Abstract
Purpose :
To determine the role of lens-specific βA3/A1-crystallin in autophagy regulation.
Methods :
Previously, we have studied βA3/A1-complete knockout (βA3KO) mouse model that showed autophagy disruption (PLOS one, 2016, e0149027). In the present study, a lens-specific homozygous βA3 conditional knockout (βA3cKO) mouse model was generated by crossing βA3-flox mice with MLR10 Cre mice. Congenital cataract development in the βA3cKO mice was examined by Micron-IV slit-lamp microscopy. Lens RNA isolated from both control (Cre-and flip mice) and βA3cKO mice, were used for transcriptome-and Ingenuity pathway analyses.
Results :
As observed previously in the βA3KO mice, βA3cKO mice also developed congenital nuclear cataract as confirmed by slit-lamp microscopy. The βA3cKO lenses exhibited attenuation of organelle degradation, and an age-related increase in the levels of water-insoluble (WI) proteins and decreased levels of water-soluble (WS) proteins compared to age-matched control lenses.
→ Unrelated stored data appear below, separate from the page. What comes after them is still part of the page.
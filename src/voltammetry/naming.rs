//! Cycle ranges encoded in file names.
//!
//! Exports are commonly named after the cycles they contain, e.g. `sampleA_CV3.csv`
//! for cycle 3 alone or `sampleA_CV2-5.csv` for cycles 2 through 5.
use log::warn;
use once_cell::sync::OnceCell;
use regex::{Regex, RegexBuilder};
/// Largest number of cycle ids a name may announce. Anything wider is treated as a typo.
pub const MAX_CYCLE_RANGE: usize = 1000;
fn cycle_token() -> Result<&'static Regex, regex::Error> {
    static TOKEN: OnceCell<Regex> = OnceCell::new();
    TOKEN.get_or_try_init(|| {
        RegexBuilder::new(r"CV(\d+)(?:-(\d+))?")
            .case_insensitive(true)
            .build()
    })
}
/// Parse the first `CV<start>` or `CV<start>-<end>` token in `name` (case-insensitive).
///
/// Returns the inclusive list of cycle ids, or `None` when the name carries no such token
/// or announces more than [`MAX_CYCLE_RANGE`] cycles.
pub fn expected_cycle_range(name: &str) -> Option<Vec<i64>> {
    let token = match cycle_token() {
        Ok(token) => token,
        Err(e) => {
            warn!("cycle token pattern failed to compile: {e}");
            return None;
        }
    };
    let captures = token.captures(name)?;
    let parse = |idx: usize| -> Option<Option<i64>> {
        match captures.get(idx) {
            None => Some(None),
            Some(m) => match m.as_str().parse() {
                Ok(n) => Some(Some(n)),
                Err(_) => {
                    warn!("{name}: cycle number {:?} is out of range", m.as_str());
                    None
                }
            },
        }
    };
    let start = parse(1)??;
    let (lo, hi) = match parse(2)? {
        Some(end) if end >= start => (start, end),
        Some(end) => (end, start),
        None => (start, start),
    };
    let width = hi.abs_diff(lo);
    if width >= MAX_CYCLE_RANGE as u64 {
        warn!(
            "{name}: announced cycle range CV{lo}-{hi} spans {} cycles (limit {MAX_CYCLE_RANGE}), ignoring it",
            width.saturating_add(1)
        );
        return None;
    }
    Some((lo..=hi).collect())
}
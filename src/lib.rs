//! Cyclic-voltammetry trace segmentation and feature extraction.
//!
//! A [`Trace`](voltammetry::Trace) is split into cycles, each cycle gets a turning point
//! separating its anodic and cathodic halves, degenerate cycles are rejected, and the
//! strict current extrema of the remaining ones are reported. Accepted cycles from any
//! number of traces can then be gathered in a
//! [`CycleAggregator`](voltammetry::CycleAggregator) for overlay and drift summaries.
pub mod voltammetry;
pub use voltammetry::{
    AnalysisConfig, AnalysisError, AnalysisResult, Cycle, CycleAggregator, CycleAnalyzer, Sample,
    Trace,
};
//! Strict local extrema of a current sequence.
//!
//! No smoothing and no thresholds: every strict maximum and minimum is reported,
//! noise included. Callers that want denoised peaks filter the result.
use serde::Serialize;
#[derive(Clone, Copy, Debug, PartialEq, Eq, Serialize)]
#[serde(rename_all = "snake_case")]
pub enum PeakKind {
    Maximum,
    Minimum,
}
/// Interior indices `i` with `c[i-1] < c[i] > c[i+1]` or `c[i-1] > c[i] < c[i+1]`, ascending.
pub fn detect(currents: &[f64]) -> Vec<usize> {
    currents
        .windows(3)
        .enumerate()
        .filter(|(_, w)| classify_window(w).is_some())
        .map(|(i, _)| i + 1)
        .collect()
}
/// Kind of the extremum at `index`, or `None` if it is not a strict interior extremum.
pub fn classify(currents: &[f64], index: usize) -> Option<PeakKind> {
    if index == 0 || index + 1 >= currents.len() {
        return None;
    }
    classify_window(&currents[index - 1..=index + 1])
}
fn classify_window(w: &[f64]) -> Option<PeakKind> {
    let (prev, cur, next) = (w[0], w[1], w[2]);
    if prev < cur && cur > next {
        Some(PeakKind::Maximum)
    } else if prev > cur && cur < next {
        Some(PeakKind::Minimum)
    } else {
        None
    }
}
#[cfg(test)]
mod tests {
    use super::*;
    use rand::{rngs::StdRng, Rng, SeedableRng};
    #[test]
    fn finds_maxima_and_minima() {
        let c = [0.0, 1.0, 0.5, -1.0, 0.0, 2.0, 3.0];
        assert_eq!(detect(&c), vec![1, 3]);
        assert_eq!(classify(&c, 1), Some(PeakKind::Maximum));
        assert_eq!(classify(&c, 3), Some(PeakKind::Minimum));
        assert_eq!(classify(&c, 5), None);
    }
    #[test]
    fn ties_are_never_peaks() {
        assert!(detect(&[0.0, 1.0, 1.0, 0.0]).is_empty());
        assert!(detect(&[1.0, 0.0, 0.0, 1.0]).is_empty());
        assert!(detect(&[2.0; 8]).is_empty());
    }
    #[test]
    fn short_sequences_have_no_interior() {
        assert!(detect(&[]).is_empty());
        assert!(detect(&[1.0]).is_empty());
        assert!(detect(&[1.0, 2.0]).is_empty());
        assert_eq!(classify(&[1.0, 2.0], 1), None);
    }
    #[test]
    fn reversed_negated_sequence_mirrors_peaks() {
        let mut rng = StdRng::seed_from_u64(42);
        for _ in 0..50 {
            let n = rng.gen_range(0..40);
            let c: Vec<f64> = (0..n).map(|_| rng.gen_range(-5..5) as f64).collect();
            let mirrored: Vec<f64> = c.iter().rev().map(|v| -v).collect();
            let mut expected: Vec<usize> = detect(&c).into_iter().map(|i| n - 1 - i).collect();
            expected.reverse();
            assert_eq!(detect(&mirrored), expected);
            for i in detect(&c) {
                let flipped = match classify(&c, i) {
                    Some(PeakKind::Maximum) => Some(PeakKind::Minimum),
                    Some(PeakKind::Minimum) => Some(PeakKind::Maximum),
                    None => None,
                };
                assert_eq!(classify(&mirrored, n - 1 - i), flipped);
            }
        }
    }
}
Transcriptome analysis showed that several genes from the autophagy pathway were down-regulated in the βA3cKO mice compared to control mice. These included: autophagy-related 3 (ATG3), autophagy-related 12 (ATG12), ectopic P-granules 5 (EPG5), tectonin beta-propeller repeat containing 1 (TECPR1) and FYVE and coiled-coil domain-containing 1 (FYCO1). EPG5 and TECPR1 are tethering proteins involved in the autophagosome-lysosome fusion. Whereas FYCO1, in addition to its interaction with Rab7, also binds LC3 and PI(3)P, and its depletion leads to autophagosome accumulation at the cellular perinuclear region. Ingenuity pathway analysis showed that the affected top molecular and cellular functions in βA3cKO lenses were cellular movement, cell-to-cell signaling and interactions, cellular maintenance and cell death and survival.
Conclusions :
An absence of βA3-crystallin in the lenses of βA3cKO mice leads to development of congenital nuclear cataract, attenuation of organelle degradation, and a greater insolubilization of fragmented lens proteins, which included β-tubulin and αA-crystallin. Our study shows that the genes involved in tethering complex of autophagosomes-lysosome fusion are affected. Our long term goal is to determine how βA3/A1-crystallin affects lens autophagy.
This abstract was presented at the 2023 ARVO Annual Meeting, held in New Orleans, LA, April 23-27, 2023.